Photographer redefines the use of photography

Julia Blaukopf found her passion for jewelry making in the dark room at the Moore College of Art and Design, where she took Saturday classes during her senior year of high school.

After graduating from University of the Arts with a bachelor of arts and science in photography in 2006, Blaukopf is now a professional photographer based out of Philadelphia who uses her artwork as a platform for social art.

Describing her photography as “ethereal art-based,” Blaukopf said she likes that her photos can seem a bit surreal and haunting.

“I love the idea of creating something that can almost be a dream,” Blaukopf said.

Blaukopf said she draws her inspiration for photography from her surroundings and places that have many layers and facades.

“Be it a landscape or a city scene or something that I just lift my head, open my eyes and it just has this feeling of a bit of mystery,” Blaukopf said

Besides creating images that speak to her soul and style, Blaukopf uses her photography to tell peoples’ stories.

“I really love working with social initiatives and providing a voice,” Blaukopf said. “It’s creating a narrative that speaks to the work someone is doing or just a simple story.”

Blaukopf has also taken her photography to a different level. Using her photos to create wallpapers, designs and jewelry, Blaukopf has developed a way to have her photos become a more permanent fixture in people’s lives.

After graduating from college, Blaukopf spent four and a half months in Ghana working with Women in Progress, a women’s empowerment organization. It was after this trip that she began using the photos she documented during those months to experiment with using packaging tape and transfers to use for jewelry.

Blaukopf continued to experiment with different canvases and fabrics to find what would work best to share her photos in the most creative ways.

Blaukopf then did a four-month residency at Oregon College of Art and Craft, focusing on creating photo-based collages and experimenting by hand with tape transfers, maps, newspapers and Japanese papers.

“It all really started in fine arts and wanting to create large scale exhibitions that could fill museums or large warehouse rooms,” Blaukopf said. “Also playing with light and windows that I could print on that would create a very ethereal feel.”

From this vision, Blaukopf decided to create more public art. Taking fine art and putting it in restaurants and other commercial places is a way for Blaukopf to blur the line between fine art and commercial-type art.

During this time Blaukopf received a grant as a visiting artist at Franz Mayer in Munich, a public art and architectural fine arts fabricator that translates art into glass and mosaic. Blaukopf became inspired to experiment with printing on tiles, glass and other ceramics.

This inspiration led Blaukopf to create kitchen tiles in New Jersey. After meeting architects from Metcalfe Architecture & Design, she was given a chance to create photo-based design work for its company, which then led to Blaukopf creating wallpaper for a restaurant.

“That’s been the biggest surprise in doing design work, which I’m now becoming much more versed in,” Blaukopf said. “Design is articulating someone else’s vision and not my own, so that was a great practice.”
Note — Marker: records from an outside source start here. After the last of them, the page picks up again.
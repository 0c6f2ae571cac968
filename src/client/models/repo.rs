//! Repository models

use serde::{Deserialize, Serialize};

use super::Build;
use crate::client::pagination::Connection;

/// Repository with its most recent builds
#[derive(Debug, Clone, Serialize, Deserialize)]
#[serde(rename_all = "camelCase")]
pub struct Repository {
    /// Repository ID
    pub id: String,

    /// `owner/name`
    pub full_name: String,

    /// Latest builds, newest last as returned by `builds(last:)`
    #[serde(default)]
    pub builds: Connection<Build>,
}
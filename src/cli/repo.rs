//! Repository commands

use log::debug;

use crate::cli::{CommandContext, GlobalOptions};
use crate::client::CirrusApi;
use crate::error::Result;
use crate::models::{RepositoryBuildsView, Routes};
use crate::output::Formattable;

/// Run the repo builds command
pub async fn builds(opts: &GlobalOptions, repository_id: &str, last: u32) -> Result<()> {
    let ctx = CommandContext::new(opts)?;

    let spinner = ctx.spinner("Loading builds...");
    let view = load_builds(&*ctx.client, repository_id, last as usize, &ctx.routes()).await;
    if let Some(spinner) = spinner {
        spinner.finish_and_clear();
    }

    view?.print(ctx.format)
}

pub(crate) async fn load_builds<C: CirrusApi + ?Sized>(
    client: &C,
    repository_id: &str,
    last: usize,
    routes: &Routes<'_>,
) -> Result<RepositoryBuildsView> {
    debug!("Fetching last {} builds of repository {}", last, repository_id);

    let repository = client.repository_builds(repository_id, last).await?;
    debug!("Fetched {} builds", repository.builds.edges.len());

    Ok(RepositoryBuildsView::new(&repository, routes))
}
Blaukopf also spent time working with Culture Works in Philadelphia this past August and worked for six months to create wallpapers with photos taken in Philadelphia.

Blaukopf has multiple projects lined up that will allow her to continue creating photo-based designs and introducing fine art to places it wouldn’t normally be found.

“As an artist I really wanted to find a way to reinvent the photograph and the way that they were seen,” Blaukopf said.